Find every line in the records below that contains the word "const", and copy each such line.

*** Opening of Provided entries ***

impl ManifestPipeline {
    pub fn new(courier: Courier, printed_at: NaiveDateTime) -> Self {
        ManifestPipeline {
            courier,
            printed_at,
            state: PipelineState::Building,
        }
    }

    pub fn state(&self) -> &PipelineState {
        &self.state
    }

    /// Run one step and move to the next state. Terminal states stay put.
    pub fn step(&mut self, ctx: &Collaborators<'_>) {
        let state = std::mem::replace(&mut self.state, PipelineState::Building);
        self.state = match state {
            PipelineState::Building => self.build(ctx),
            PipelineState::Uploading {
                kind,
                bin_number,
                tracking_numbers,
                documents,
                mut uploaded,
            } => {
                let bytes = match kind {
                    DocumentKind::Pdf => &documents.pdf,
                    DocumentKind::Csv => &documents.csv,
                };
                let file_name = format!("{}.{}", bin_number, kind.extension());

                match ctx.storage.upload(bytes, &file_name, ctx.folder_id) {
                    Ok(file_id) => {
                        uploaded.push(UploadedDocument { kind, file_name, file_id });
                        match kind {
                            DocumentKind::Pdf => PipelineState::Uploading {
                                kind: DocumentKind::Csv,
                                bin_number,
                                tracking_numbers,
                                documents,
                                uploaded,
                            },
                            DocumentKind::Csv => PipelineState::Finalizing {
                                bin_number,
                                tracking_numbers,
                                documents,
                                uploaded,
                            },
                        }
                    }
                    Err(error) => self.fail(Stage::Uploading(kind), Some(bin_number), uploaded, error),
                }
            }
            PipelineState::Finalizing {
                bin_number,
                tracking_numbers,
                documents,
                uploaded,
            } => match ctx.records.delete_many(self.courier, &tracking_numbers) {
                Ok(cleared) => {
                    let parcel_count = tracking_numbers.len();
                    self.audit(ctx, &bin_number, parcel_count, &documents, &uploaded);
                    PipelineState::Complete(ManifestReceipt {
                        courier: self.courier,
                        bin_number,
                        parcel_count,
                        documents,
                        uploaded,
                        cleared,
                    })
                }
                Err(error) => self.fail(Stage::Finalizing, Some(bin_number), uploaded, error),
            },
            terminal => terminal,
        };
    }

    /// Drive the pipeline to a terminal state, reporting each stage entered
    pub fn run(
        mut self,
        ctx: &Collaborators<'_>,
        mut on_stage: impl FnMut(Stage),
    ) -> std::result::Result<ManifestReceipt, ManifestFailure> {
        while let Some(stage) = self.state.stage() {
            info!(courier = %self.courier, %stage, "manifest stage");
            on_stage(stage);
            self.step(ctx);
        }

        match self.state {
            PipelineState::Complete(receipt) => {
                info!(
                    courier = %receipt.courier,
                    bin = %receipt.bin_number,
                    parcels = receipt.parcel_count,
                    "manifest complete"
                );
                Ok(receipt)
            }
            PipelineState::FailedPartial(failure) => Err(failure),
            // The loop only exits on a terminal state
            other => Err(ManifestFailure {
                courier: self.courier,
                stage: other.stage().unwrap_or(Stage::Building),
                bin_number: None,
                uploaded: Vec::new(),
                error: IntakeError::invalid("Manifest pipeline stopped early"),
            }),
        }
    }

    fn build(&self, ctx: &Collaborators<'_>) -> PipelineState {
        match self.prepare(ctx) {
            Ok((bin_number, tracking_numbers, documents)) => PipelineState::Uploading {
                kind: DocumentKind::Pdf,
                bin_number,
                tracking_numbers,
                documents,
                uploaded: Vec::new(),
            },
            Err((bin_number, error)) => self.fail(Stage::Building, bin_number, Vec::new(), error),
        }
    }

    #[allow(clippy::type_complexity)]
    fn prepare(
        &self,
        ctx: &Collaborators<'_>,
    ) -> std::result::Result<(BinNumber, Vec<String>, ManifestDocuments), (Option<BinNumber>, IntakeError)> {
        let entries = ctx.records.list_for(self.courier).map_err(|e| (None, e))?;
        if entries.is_empty() {
            return Err((
                None,
                IntakeError::invalid(format!("No pending parcels for {}", self.courier)),
            ));
        }

        let tracking_numbers: Vec<String> = entries.into_iter().map(|e| e.tracking_number).collect();
        let bin_number = generate_bin_number(ctx.sequence, self.courier.name(), self.printed_at.date())
            .map_err(|e| (None, e))?;

        let documents = self
            .render(&bin_number, &tracking_numbers)
            .map_err(|e| (Some(bin_number.clone()), e))?;

        Ok((bin_number, tracking_numbers, documents))
    }

    fn render(&self, bin_number: &BinNumber, tracking_numbers: &[String]) -> Result<ManifestDocuments> {
        let data = ManifestData::new(
            self.courier.name(),
            &bin_number.to_string(),
            tracking_numbers,
            tracking_numbers.len(),
            self.printed_at,
        )?;
        build_manifest(&data)
    }

    fn fail(
        &self,
        stage: Stage,
        bin_number: Option<BinNumber>,
        uploaded: Vec<UploadedDocument>,
        error: IntakeError,
    ) -> PipelineState {
        error!(
            courier = %self.courier,
            ?stage,
            uploaded = uploaded.len(),
            error = %error,
            "manifest failed; pending parcels kept"
        );
        PipelineState::FailedPartial(ManifestFailure {
            courier: self.courier,
            stage,
            bin_number,
            uploaded,
            error,
        })
    }

    fn audit(
        &self,
        ctx: &Collaborators<'_>,
        bin_number: &BinNumber,
        parcel_count: usize,
        documents: &ManifestDocuments,
        uploaded: &[UploadedDocument],
    ) {
        let event = Event::new(
            "manifest_generated",
            "pending_set",
            self.courier.name(),
            serde_json::json!({
                "binNumber": bin_number.to_string(),
                "parcelCount": parcel_count,
                "files": uploaded,
                "pdfSha256": documents.pdf_digest(),
                "csvSha256": documents.csv_digest(),
            }),
            ctx.actor,
        );

        // The batch is already archived and cleared; a missing audit row is not worth failing it
        if let Err(err) = ctx.records.record_event(&event) {
            warn!(error = %err, "could not record manifest event");
        }
    }
}
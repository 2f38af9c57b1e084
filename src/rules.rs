// 🏷️ Courier Classification Rules - Rules as Data
// Ordered pattern table: the first rule that matches a tracking number wins

use regex::Regex;
use serde::{Deserialize, Serialize};
use tracing::debug;

use crate::entities::{Courier, AMBIGUOUS_PAIR};
use crate::error::{IntakeError, Result};

/// `MY` + exactly 12 digits + optional word character.
/// Shopee Express and POS Malaysia both issue numbers in this shape.
pub const AMBIGUOUS_PATTERN: &str = r"^MY[0-9]{12}[0-9A-Za-z_]?$";

/// Fixed rule table, in priority order. Order is the tie-break policy.
///
/// The Flash Express pattern is a loose heuristic rather than a format
/// definition. It is kept exactly as operators have been relying on it.
pub const STANDARD_RULES: &[(&str, Courier, &str)] = &[
    ("jnt", Courier::JAndT, r"^6"),
    ("gdex", Courier::GDex, r"^LBX"),
    ("shopee-express", Courier::ShopeeExpress, r"^SPX|^MY.+T$"),
    ("ninja-van", Courier::NinjaVan, r"^(SPE|NLMY|SY|NVMY|SXDSG|MYNJV)"),
    ("kerry-express", Courier::KerryExpress, r"^MYKE"),
    ("lazada-express", Courier::LazadaExpress, r"^MYMPA"),
    ("flash-express", Courier::FlashExpress, r"^M[^Y].+[0-9A-Za-z_][A-Z][0-9]?$"),
    ("skynet", Courier::Skynet, r"^LAZMA"),
    ("jnt-cargo", Courier::JAndTCargo, r"^(8000|9000)"),
    ("dhl", Courier::Dhl, r"^59"),
    ("citylink", Courier::CityLink, r"^99"),
    ("pos-malaysia", Courier::PosMalaysia, r"^(ER|PL)"),
];

// ============================================================================
// RULE DEFINITION
// ============================================================================

#[derive(Debug, Clone)]
pub struct CourierRule {
    /// Rule ID for tracking
    pub id: String,

    /// Courier assigned on match
    pub courier: Courier,

    pattern: Regex,
}

impl CourierRule {
    pub fn new(id: &str, courier: Courier, pattern: &str) -> Result<Self> {
        let pattern = Regex::new(pattern)
            .map_err(|e| IntakeError::invalid(format!("Invalid pattern for rule {}: {}", id, e)))?;

        Ok(CourierRule {
            id: id.to_string(),
            courier,
            pattern,
        })
    }

    /// Check if pattern matches the given tracking number
    pub fn matches(&self, tracking_number: &str) -> bool {
        self.pattern.is_match(tracking_number)
    }

    pub fn pattern(&self) -> &str {
        self.pattern.as_str()
    }
}

// ============================================================================
// CLASSIFICATION RESULT
// ============================================================================

/// Outcome of classification. `Ambiguous` and `Unknown` are branches that
/// need a manual choice, not failures.
#[derive(Debug, Clone, Copy, PartialEq, Eq, Serialize, Deserialize)]
#[serde(rename_all = "snake_case")]
pub enum Classification {
    Matched(Courier),
    Ambiguous([Courier; 2]),
    Unknown,
}

impl Classification {
    pub fn courier(&self) -> Option<Courier> {
        match self {
            Classification::Matched(courier) => Some(*courier),
            _ => None,
        }
    }

    pub fn is_resolved(&self) -> bool {
        matches!(self, Classification::Matched(_))
    }
}

// ============================================================================
// RULE ENGINE
// ============================================================================

#[derive(Debug, Clone)]
pub struct RuleEngine {
    ambiguous: Regex,
    rules: Vec<CourierRule>,
}

impl RuleEngine {
    /// Engine with the fixed courier table
    pub fn standard() -> Result<Self> {
        let rules = STANDARD_RULES
            .iter()
            .map(|(id, courier, pattern)| CourierRule::new(id, *courier, pattern))
            .collect::<Result<Vec<_>>>()?;

        RuleEngine::from_rules(rules)
    }

    /// Create engine from a list of rules. Rules are kept in the given order.
    pub fn from_rules(rules: Vec<CourierRule>) -> Result<Self> {
        let ambiguous = Regex::new(AMBIGUOUS_PATTERN)
            .map_err(|e| IntakeError::invalid(format!("Invalid ambiguous pattern: {}", e)))?;

        Ok(RuleEngine { ambiguous, rules })
    }

    /// Classify a tracking number.
    ///
    /// Surrounding whitespace (scanner suffixes) is ignored. Empty input is
    /// rejected before any matching.
    pub fn classify(&self, tracking_number: &str) -> Result<Classification> {
        let tracking_number = tracking_number.trim();
        if tracking_number.is_empty() {
            return Err(IntakeError::invalid("Missing trackingNumber"));
        }

        if self.ambiguous.is_match(tracking_number) {
            debug!(tracking_number, "ambiguous tracking number format");
            return Ok(Classification::Ambiguous(AMBIGUOUS_PAIR));
        }

        // Find first matching rule (table order)
        for rule in &self.rules {
            if rule.matches(tracking_number) {
                debug!(tracking_number, rule = %rule.id, courier = %rule.courier, "rule matched");
                return Ok(Classification::Matched(rule.courier));
            }
        }

        debug!(tracking_number, "no rule matched");
        Ok(Classification::Unknown)
    }

    /// Get number of rules loaded
    pub fn rule_count(&self) -> usize {
        self.rules.len()
    }

    pub fn rules(&self) -> &[CourierRule] {
        &self.rules
    }
}

// ============================================================================
// TESTS
// ============================================================================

*** Close of Provided entries ***

## Problem solution
pub const AMBIGUOUS_PATTERN: &str = r"^MY[0-9]{12}[0-9A-Za-z_]?$";
pub const STANDARD_RULES: &[(&str, Courier, &str)] = &[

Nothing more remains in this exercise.